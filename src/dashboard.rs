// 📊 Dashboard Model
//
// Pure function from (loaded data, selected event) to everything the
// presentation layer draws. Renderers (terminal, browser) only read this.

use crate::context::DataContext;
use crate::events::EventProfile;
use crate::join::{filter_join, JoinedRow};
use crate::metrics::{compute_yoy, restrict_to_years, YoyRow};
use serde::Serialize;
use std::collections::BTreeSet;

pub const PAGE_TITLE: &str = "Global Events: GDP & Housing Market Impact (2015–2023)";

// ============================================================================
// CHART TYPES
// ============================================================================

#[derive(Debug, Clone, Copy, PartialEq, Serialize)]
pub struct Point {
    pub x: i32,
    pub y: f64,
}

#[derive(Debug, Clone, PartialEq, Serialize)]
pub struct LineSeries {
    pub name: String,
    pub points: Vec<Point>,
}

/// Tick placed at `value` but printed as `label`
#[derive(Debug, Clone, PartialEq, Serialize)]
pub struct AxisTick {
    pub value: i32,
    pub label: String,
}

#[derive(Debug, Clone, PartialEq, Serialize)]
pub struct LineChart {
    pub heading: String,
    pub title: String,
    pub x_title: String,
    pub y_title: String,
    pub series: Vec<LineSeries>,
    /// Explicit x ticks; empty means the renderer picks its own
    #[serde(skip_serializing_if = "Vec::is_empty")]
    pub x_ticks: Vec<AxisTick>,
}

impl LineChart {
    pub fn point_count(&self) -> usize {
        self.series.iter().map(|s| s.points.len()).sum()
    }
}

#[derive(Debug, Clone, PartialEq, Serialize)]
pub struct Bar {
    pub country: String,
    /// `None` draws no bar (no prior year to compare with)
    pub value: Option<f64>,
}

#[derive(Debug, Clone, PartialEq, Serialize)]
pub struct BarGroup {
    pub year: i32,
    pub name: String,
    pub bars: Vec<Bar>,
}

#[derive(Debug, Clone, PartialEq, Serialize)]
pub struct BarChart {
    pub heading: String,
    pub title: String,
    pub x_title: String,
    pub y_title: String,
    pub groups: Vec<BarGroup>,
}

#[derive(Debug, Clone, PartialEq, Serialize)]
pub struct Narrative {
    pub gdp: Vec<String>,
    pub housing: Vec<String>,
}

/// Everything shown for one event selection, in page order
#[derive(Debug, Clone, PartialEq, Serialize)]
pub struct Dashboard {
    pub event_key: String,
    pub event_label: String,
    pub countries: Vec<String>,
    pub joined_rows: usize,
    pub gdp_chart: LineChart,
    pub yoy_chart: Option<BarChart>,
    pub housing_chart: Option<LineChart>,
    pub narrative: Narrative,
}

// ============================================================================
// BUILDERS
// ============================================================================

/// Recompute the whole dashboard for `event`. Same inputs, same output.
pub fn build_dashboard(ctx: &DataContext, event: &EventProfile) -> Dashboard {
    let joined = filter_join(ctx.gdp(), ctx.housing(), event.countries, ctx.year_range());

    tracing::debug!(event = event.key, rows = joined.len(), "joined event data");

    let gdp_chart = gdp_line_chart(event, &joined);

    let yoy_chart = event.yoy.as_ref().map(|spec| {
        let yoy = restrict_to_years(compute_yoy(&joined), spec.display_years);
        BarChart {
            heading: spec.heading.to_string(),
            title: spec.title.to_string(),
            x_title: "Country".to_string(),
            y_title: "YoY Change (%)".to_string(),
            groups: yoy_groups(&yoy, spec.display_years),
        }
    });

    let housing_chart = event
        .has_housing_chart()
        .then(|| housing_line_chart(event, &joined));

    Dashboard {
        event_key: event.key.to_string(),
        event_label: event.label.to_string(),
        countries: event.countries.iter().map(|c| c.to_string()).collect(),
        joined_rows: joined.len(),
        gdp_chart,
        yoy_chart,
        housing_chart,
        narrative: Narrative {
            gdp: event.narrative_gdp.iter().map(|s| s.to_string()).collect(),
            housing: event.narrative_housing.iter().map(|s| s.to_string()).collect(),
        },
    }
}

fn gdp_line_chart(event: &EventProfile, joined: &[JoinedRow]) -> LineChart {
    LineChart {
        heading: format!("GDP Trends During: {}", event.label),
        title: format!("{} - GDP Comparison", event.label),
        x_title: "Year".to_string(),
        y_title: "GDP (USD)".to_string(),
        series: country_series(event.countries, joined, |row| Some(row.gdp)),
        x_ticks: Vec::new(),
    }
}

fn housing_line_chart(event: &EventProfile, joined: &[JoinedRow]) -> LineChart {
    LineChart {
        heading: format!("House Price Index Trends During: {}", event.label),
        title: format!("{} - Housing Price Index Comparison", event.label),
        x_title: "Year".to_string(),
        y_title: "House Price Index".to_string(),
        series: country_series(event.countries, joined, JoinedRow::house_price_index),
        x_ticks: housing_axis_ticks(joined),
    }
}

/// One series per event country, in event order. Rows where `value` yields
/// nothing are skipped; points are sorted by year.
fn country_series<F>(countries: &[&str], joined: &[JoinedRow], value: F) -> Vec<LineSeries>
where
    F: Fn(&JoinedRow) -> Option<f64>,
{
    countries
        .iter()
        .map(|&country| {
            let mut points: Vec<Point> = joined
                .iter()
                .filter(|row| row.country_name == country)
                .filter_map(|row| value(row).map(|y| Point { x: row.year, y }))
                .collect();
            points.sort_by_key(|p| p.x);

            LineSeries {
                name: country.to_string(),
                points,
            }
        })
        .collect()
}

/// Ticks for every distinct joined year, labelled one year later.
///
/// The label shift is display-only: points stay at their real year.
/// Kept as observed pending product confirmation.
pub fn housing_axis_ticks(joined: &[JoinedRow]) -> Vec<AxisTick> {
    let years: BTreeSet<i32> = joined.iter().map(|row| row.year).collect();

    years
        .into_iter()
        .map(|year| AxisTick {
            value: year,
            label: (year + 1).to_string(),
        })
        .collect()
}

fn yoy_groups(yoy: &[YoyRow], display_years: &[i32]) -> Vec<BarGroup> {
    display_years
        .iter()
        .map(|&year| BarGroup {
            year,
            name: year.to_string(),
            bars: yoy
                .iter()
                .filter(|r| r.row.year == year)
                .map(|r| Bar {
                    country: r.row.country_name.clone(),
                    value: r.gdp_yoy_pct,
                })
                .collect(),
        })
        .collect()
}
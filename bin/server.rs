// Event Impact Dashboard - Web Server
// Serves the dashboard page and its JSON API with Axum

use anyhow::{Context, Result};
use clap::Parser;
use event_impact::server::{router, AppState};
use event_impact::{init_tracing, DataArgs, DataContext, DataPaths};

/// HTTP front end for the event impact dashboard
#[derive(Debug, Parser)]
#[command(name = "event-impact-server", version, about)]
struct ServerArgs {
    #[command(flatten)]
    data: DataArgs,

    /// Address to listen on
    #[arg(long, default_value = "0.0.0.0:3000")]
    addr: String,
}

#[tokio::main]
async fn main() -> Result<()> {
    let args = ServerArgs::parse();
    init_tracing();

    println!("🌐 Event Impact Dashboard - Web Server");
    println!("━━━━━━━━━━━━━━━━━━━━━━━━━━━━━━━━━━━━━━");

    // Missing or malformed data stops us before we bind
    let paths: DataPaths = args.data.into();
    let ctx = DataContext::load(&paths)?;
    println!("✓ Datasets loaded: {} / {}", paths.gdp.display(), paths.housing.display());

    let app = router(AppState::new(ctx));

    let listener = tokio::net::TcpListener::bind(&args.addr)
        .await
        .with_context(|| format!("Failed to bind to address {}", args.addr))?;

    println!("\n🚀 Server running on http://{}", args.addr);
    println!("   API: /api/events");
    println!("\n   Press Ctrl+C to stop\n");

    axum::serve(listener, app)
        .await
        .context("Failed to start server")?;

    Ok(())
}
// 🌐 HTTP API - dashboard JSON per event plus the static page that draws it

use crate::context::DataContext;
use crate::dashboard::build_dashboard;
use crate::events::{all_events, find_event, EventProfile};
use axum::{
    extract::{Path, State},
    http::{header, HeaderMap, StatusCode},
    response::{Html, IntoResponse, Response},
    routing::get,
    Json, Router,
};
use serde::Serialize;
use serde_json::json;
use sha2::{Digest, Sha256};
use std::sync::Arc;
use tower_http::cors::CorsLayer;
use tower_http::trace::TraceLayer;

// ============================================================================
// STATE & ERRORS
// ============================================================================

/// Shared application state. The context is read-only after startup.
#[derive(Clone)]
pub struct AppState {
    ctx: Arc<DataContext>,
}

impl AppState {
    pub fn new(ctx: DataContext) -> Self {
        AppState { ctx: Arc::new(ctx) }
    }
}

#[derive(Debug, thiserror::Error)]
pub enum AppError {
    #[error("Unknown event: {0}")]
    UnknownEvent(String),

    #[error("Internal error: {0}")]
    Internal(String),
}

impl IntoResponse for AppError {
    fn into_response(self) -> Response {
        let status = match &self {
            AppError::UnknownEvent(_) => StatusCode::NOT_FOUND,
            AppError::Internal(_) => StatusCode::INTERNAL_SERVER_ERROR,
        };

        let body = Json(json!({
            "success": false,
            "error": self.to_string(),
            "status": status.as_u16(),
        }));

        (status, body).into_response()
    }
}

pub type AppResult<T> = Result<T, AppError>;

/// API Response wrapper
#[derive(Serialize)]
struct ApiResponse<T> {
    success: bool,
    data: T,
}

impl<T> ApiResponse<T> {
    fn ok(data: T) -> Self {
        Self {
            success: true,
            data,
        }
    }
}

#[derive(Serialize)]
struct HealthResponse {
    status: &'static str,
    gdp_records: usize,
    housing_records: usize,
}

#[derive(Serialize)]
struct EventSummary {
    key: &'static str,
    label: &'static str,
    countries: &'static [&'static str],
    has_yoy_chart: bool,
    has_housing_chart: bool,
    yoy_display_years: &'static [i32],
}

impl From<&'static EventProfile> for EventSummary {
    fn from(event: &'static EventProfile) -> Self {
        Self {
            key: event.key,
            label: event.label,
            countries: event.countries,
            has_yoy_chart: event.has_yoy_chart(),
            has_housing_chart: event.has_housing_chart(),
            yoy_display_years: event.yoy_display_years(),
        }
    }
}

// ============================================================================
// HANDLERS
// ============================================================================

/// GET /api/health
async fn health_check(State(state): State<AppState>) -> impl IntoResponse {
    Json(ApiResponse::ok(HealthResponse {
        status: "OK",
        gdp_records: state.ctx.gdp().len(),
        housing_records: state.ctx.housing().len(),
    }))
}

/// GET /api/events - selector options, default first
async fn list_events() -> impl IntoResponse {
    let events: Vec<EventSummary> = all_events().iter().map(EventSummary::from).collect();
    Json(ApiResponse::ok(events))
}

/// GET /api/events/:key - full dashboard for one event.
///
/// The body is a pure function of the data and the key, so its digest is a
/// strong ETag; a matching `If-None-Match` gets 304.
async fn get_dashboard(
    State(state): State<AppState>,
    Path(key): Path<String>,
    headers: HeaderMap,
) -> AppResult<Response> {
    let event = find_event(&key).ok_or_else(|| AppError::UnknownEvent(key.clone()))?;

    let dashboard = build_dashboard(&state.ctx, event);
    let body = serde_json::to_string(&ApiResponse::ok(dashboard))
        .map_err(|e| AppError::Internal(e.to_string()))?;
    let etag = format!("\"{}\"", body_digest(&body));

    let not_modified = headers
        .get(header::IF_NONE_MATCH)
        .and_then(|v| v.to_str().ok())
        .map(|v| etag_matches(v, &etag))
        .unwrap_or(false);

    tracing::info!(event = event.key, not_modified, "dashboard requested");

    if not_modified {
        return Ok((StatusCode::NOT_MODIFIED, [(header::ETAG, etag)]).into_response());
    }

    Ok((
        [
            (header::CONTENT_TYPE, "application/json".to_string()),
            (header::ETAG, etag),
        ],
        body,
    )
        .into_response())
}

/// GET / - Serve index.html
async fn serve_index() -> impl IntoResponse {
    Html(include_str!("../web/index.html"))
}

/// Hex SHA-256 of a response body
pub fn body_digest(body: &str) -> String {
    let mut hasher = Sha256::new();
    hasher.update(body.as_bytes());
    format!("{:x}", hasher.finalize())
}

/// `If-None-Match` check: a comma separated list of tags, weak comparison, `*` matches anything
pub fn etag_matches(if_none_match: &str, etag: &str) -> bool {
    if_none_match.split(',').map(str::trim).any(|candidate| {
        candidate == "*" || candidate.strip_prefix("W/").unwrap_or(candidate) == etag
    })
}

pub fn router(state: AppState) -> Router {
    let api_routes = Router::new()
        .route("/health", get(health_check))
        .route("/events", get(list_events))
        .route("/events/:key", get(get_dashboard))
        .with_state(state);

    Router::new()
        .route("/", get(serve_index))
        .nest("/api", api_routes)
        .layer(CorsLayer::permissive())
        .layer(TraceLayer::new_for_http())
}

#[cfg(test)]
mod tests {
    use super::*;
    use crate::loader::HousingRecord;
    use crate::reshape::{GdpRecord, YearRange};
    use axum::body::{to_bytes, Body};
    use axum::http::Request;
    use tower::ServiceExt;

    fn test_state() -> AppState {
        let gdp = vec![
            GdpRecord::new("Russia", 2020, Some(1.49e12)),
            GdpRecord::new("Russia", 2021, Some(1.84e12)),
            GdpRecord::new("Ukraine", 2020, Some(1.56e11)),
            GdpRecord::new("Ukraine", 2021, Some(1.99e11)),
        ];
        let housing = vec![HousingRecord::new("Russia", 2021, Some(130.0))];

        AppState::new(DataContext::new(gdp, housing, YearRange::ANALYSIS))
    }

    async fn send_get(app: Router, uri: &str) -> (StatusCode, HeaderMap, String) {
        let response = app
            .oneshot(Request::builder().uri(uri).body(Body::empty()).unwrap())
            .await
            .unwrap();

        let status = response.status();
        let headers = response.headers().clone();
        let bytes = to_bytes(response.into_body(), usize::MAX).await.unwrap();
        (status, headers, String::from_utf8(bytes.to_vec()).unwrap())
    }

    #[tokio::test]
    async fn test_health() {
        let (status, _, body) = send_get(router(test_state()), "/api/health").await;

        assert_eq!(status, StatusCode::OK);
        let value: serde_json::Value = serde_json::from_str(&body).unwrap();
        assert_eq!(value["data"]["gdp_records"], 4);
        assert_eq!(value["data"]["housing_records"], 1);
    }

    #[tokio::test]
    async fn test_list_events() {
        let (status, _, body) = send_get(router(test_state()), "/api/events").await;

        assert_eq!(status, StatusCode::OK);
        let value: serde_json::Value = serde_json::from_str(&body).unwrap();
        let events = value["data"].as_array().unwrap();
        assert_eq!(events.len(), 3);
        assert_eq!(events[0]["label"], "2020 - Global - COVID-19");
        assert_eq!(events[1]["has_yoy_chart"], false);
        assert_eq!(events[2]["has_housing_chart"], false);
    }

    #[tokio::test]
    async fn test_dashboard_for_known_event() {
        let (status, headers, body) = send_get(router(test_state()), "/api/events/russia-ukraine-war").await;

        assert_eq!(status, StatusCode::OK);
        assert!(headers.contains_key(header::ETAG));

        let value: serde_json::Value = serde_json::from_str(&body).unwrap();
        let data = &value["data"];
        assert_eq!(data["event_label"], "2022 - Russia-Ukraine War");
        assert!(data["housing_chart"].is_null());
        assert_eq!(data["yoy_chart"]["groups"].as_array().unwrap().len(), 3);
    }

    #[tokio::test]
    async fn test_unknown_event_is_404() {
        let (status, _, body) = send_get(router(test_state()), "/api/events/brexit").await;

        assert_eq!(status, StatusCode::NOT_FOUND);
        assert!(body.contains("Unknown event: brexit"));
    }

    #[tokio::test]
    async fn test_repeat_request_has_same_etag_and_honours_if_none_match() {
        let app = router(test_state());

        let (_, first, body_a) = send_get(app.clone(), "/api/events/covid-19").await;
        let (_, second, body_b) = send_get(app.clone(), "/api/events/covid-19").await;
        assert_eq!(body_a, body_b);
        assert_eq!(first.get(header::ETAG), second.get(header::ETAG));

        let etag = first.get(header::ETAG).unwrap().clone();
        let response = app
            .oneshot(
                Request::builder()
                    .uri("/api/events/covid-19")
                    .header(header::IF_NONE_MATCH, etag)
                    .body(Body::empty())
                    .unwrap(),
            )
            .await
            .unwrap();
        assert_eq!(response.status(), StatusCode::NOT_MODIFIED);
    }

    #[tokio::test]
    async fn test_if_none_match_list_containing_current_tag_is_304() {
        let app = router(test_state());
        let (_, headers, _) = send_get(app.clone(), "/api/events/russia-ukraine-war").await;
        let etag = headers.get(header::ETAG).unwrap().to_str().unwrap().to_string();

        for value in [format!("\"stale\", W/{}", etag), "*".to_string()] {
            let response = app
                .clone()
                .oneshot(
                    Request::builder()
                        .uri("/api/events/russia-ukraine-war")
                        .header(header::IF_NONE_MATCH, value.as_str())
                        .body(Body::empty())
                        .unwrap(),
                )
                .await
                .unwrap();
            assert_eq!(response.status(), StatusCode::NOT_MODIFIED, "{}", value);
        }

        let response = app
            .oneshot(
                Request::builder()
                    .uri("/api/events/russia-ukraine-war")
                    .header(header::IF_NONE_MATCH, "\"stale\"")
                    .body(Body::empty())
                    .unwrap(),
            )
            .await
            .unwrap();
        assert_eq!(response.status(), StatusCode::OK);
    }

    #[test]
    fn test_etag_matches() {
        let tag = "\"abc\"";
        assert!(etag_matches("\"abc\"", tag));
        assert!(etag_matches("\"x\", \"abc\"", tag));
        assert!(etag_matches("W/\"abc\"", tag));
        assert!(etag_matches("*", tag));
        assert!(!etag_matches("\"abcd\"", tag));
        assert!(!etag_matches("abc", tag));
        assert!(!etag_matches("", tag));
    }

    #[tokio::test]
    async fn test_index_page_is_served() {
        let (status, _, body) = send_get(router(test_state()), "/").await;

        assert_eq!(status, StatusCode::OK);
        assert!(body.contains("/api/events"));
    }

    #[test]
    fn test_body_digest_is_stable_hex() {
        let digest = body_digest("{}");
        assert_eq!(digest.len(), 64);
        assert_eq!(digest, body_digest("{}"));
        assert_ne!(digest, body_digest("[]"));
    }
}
· · · · · · ·
**Work required**
Quote, word for word, every line from the top of the entries through the line that holds "pub const PAGE_TITLE: &str".

**Response for this exercise**
filename src/dashboard.rs
// 📊 Dashboard Model
//
// Pure function from (loaded data, selected event) to everything the
// presentation layer draws. Renderers (terminal, browser) only read this.

use crate::context::DataContext;
use crate::events::EventProfile;
use crate::join::{filter_join, JoinedRow};
use crate::metrics::{compute_yoy, restrict_to_years, YoyRow};
use serde::Serialize;
use std::collections::BTreeSet;

pub const PAGE_TITLE: &str = "Global Events: GDP & Housing Market Impact (2015–2023)";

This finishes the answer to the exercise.